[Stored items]
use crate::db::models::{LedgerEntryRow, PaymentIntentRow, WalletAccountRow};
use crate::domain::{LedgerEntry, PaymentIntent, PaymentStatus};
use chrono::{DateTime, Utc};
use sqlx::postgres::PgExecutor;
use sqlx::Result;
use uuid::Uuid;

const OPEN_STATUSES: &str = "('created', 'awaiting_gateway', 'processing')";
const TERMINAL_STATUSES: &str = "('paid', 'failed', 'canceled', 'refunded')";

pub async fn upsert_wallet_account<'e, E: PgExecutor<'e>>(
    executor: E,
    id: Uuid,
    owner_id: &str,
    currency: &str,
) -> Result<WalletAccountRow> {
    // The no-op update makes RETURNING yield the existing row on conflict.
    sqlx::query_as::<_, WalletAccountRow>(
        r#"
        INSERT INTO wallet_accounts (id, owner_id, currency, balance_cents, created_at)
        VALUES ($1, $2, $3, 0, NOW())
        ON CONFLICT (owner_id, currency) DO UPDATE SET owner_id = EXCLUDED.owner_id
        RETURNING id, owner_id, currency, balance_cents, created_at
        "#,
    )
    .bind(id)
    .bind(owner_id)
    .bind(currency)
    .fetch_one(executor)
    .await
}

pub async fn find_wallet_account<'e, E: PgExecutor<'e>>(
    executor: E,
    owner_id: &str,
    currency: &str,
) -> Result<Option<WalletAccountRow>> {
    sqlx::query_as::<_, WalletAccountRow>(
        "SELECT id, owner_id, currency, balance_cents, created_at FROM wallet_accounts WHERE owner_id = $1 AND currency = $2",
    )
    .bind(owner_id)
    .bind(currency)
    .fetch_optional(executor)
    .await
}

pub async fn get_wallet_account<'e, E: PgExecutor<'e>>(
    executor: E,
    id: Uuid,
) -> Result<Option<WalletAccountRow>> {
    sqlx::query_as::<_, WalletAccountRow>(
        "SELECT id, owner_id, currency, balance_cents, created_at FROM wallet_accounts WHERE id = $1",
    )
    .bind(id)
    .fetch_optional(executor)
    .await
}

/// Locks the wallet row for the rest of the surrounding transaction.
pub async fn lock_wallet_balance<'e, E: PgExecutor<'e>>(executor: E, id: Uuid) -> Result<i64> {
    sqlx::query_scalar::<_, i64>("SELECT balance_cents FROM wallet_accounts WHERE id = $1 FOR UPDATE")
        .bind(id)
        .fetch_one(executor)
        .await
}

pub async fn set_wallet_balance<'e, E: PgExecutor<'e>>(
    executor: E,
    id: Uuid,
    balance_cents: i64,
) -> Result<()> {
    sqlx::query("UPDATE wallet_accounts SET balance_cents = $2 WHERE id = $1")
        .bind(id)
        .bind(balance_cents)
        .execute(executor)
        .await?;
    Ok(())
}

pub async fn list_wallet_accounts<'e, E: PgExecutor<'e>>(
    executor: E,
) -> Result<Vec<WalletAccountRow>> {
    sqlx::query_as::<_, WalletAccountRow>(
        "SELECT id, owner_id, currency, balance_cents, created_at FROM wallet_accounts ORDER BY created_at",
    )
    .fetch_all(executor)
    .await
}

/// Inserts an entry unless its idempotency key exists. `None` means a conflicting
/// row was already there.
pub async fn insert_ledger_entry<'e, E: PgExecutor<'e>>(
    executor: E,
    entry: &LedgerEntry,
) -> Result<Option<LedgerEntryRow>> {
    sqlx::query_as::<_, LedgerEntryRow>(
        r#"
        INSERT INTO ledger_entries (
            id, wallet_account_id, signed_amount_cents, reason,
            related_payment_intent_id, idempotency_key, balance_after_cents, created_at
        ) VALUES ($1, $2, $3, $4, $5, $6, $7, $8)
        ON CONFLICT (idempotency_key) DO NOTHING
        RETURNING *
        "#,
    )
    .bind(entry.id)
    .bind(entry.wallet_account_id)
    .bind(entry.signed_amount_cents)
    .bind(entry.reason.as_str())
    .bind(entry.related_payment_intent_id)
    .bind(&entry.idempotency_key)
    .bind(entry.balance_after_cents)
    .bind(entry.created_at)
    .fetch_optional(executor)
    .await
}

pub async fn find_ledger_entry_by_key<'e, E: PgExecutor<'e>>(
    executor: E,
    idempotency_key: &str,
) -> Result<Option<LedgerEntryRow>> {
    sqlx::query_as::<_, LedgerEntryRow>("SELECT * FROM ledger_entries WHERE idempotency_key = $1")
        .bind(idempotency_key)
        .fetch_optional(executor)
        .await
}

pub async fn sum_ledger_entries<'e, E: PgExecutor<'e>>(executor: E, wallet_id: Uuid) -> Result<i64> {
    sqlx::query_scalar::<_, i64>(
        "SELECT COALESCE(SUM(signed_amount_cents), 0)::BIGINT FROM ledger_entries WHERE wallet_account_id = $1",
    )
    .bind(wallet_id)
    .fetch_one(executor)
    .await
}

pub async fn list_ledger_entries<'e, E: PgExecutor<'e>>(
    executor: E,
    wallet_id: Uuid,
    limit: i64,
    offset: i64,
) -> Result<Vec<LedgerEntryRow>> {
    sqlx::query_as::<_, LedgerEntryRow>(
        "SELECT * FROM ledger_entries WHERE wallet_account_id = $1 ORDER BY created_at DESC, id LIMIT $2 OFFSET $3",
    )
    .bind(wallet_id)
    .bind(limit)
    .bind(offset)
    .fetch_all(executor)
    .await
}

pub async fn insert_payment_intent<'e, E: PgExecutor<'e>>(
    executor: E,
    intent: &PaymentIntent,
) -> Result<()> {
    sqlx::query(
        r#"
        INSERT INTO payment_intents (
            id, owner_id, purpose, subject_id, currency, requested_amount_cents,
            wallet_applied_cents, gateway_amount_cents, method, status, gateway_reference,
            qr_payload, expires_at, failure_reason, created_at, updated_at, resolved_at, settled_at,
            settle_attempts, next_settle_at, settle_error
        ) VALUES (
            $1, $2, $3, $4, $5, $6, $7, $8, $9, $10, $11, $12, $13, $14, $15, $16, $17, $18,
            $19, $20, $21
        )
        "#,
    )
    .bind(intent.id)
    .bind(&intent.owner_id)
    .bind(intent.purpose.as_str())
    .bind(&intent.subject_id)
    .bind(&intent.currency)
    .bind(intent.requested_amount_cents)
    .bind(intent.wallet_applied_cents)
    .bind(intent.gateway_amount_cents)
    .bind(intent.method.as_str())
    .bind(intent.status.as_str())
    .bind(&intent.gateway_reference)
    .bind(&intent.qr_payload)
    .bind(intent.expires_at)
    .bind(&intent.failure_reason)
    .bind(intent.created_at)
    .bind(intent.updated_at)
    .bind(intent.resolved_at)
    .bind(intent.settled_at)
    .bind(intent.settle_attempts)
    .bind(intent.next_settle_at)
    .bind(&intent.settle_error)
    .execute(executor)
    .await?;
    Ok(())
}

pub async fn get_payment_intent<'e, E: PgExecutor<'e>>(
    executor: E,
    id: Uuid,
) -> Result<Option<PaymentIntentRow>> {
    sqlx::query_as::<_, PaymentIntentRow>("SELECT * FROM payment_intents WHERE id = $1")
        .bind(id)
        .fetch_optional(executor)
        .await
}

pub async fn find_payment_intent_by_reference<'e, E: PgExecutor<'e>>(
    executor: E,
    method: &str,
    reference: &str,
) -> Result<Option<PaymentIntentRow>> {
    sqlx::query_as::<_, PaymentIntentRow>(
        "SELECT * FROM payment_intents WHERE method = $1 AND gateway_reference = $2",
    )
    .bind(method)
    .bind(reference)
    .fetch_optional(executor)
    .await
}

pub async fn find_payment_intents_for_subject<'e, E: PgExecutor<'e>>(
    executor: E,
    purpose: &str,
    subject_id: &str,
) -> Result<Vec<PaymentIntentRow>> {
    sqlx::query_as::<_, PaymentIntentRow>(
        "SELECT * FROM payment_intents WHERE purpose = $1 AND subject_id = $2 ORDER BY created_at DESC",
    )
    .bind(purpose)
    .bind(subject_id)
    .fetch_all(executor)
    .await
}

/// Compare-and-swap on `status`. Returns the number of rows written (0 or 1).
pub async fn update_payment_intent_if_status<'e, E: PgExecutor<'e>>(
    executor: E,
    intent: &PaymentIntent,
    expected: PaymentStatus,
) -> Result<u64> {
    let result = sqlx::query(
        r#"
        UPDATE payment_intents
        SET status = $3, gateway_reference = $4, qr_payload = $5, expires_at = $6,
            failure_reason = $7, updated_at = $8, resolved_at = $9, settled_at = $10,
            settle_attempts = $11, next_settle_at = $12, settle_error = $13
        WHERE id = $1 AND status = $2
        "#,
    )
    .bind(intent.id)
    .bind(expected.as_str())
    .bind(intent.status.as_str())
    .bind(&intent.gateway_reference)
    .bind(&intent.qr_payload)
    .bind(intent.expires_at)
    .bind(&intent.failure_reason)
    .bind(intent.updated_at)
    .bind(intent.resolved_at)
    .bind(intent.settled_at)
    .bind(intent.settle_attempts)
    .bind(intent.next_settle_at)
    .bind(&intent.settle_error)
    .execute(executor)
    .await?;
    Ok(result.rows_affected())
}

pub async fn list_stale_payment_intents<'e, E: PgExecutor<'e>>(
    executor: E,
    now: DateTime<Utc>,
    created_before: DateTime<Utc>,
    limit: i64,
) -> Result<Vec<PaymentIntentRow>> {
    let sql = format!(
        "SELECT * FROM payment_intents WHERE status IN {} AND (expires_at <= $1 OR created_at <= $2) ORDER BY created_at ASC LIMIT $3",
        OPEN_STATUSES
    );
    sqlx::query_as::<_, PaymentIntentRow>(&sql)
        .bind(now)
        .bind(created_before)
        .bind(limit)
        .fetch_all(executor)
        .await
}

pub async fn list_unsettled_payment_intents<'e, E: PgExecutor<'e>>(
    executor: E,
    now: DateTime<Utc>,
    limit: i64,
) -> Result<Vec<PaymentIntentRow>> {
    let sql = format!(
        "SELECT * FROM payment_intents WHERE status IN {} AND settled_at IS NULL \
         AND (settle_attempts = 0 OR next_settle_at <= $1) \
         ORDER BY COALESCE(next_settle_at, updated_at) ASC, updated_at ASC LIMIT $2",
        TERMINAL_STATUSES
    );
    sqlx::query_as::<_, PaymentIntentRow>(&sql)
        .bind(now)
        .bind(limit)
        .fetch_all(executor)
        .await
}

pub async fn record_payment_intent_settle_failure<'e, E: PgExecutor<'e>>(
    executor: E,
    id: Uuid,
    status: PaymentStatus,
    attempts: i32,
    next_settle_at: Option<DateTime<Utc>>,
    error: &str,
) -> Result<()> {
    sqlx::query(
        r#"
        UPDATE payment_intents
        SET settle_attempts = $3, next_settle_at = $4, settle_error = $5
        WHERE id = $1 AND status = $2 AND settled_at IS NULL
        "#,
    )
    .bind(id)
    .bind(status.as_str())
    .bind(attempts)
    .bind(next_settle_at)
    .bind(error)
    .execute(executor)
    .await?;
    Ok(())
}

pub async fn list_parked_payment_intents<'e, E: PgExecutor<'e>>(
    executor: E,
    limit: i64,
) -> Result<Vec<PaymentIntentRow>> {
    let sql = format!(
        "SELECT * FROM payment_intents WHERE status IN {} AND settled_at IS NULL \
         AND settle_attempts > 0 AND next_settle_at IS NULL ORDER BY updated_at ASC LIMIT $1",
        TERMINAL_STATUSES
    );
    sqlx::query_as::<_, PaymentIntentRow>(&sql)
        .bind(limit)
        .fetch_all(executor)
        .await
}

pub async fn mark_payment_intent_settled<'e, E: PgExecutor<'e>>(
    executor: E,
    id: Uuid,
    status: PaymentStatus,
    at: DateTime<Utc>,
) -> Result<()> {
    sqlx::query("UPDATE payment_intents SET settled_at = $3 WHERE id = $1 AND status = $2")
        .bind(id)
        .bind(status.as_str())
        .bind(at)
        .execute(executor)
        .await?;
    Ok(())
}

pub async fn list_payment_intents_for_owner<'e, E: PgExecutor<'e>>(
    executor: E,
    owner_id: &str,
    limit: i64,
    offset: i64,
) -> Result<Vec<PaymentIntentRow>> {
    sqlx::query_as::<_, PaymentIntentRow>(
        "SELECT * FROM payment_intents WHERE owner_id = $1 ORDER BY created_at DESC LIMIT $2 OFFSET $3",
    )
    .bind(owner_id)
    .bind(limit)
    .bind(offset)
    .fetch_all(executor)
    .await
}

- **The task**:
Print each line, starting with the one that contains "AND settle_attempts >" and ending with the last line of the data, exactly as it stands and with no other lines.

- **Written response**:
         AND settle_attempts > 0 AND next_settle_at IS NULL ORDER BY updated_at ASC LIMIT $1",
        TERMINAL_STATUSES
    );
    sqlx::query_as::<_, PaymentIntentRow>(&sql)
        .bind(limit)
        .fetch_all(executor)
        .await
}

pub async fn mark_payment_intent_settled<'e, E: PgExecutor<'e>>(
    executor: E,
    id: Uuid,
    status: PaymentStatus,
    at: DateTime<Utc>,
) -> Result<()> {
    sqlx::query("UPDATE payment_intents SET settled_at = $3 WHERE id = $1 AND status = $2")
        .bind(id)
        .bind(status.as_str())
        .bind(at)
        .execute(executor)
        .await?;
    Ok(())
}

pub async fn list_payment_intents_for_owner<'e, E: PgExecutor<'e>>(
    executor: E,
    owner_id: &str,
    limit: i64,
    offset: i64,
) -> Result<Vec<PaymentIntentRow>> {
    sqlx::query_as::<_, PaymentIntentRow>(
        "SELECT * FROM payment_intents WHERE owner_id = $1 ORDER BY created_at DESC LIMIT $2 OFFSET $3",
    )
    .bind(owner_id)
    .bind(limit)
    .bind(offset)
    .fetch_all(executor)
    .await
}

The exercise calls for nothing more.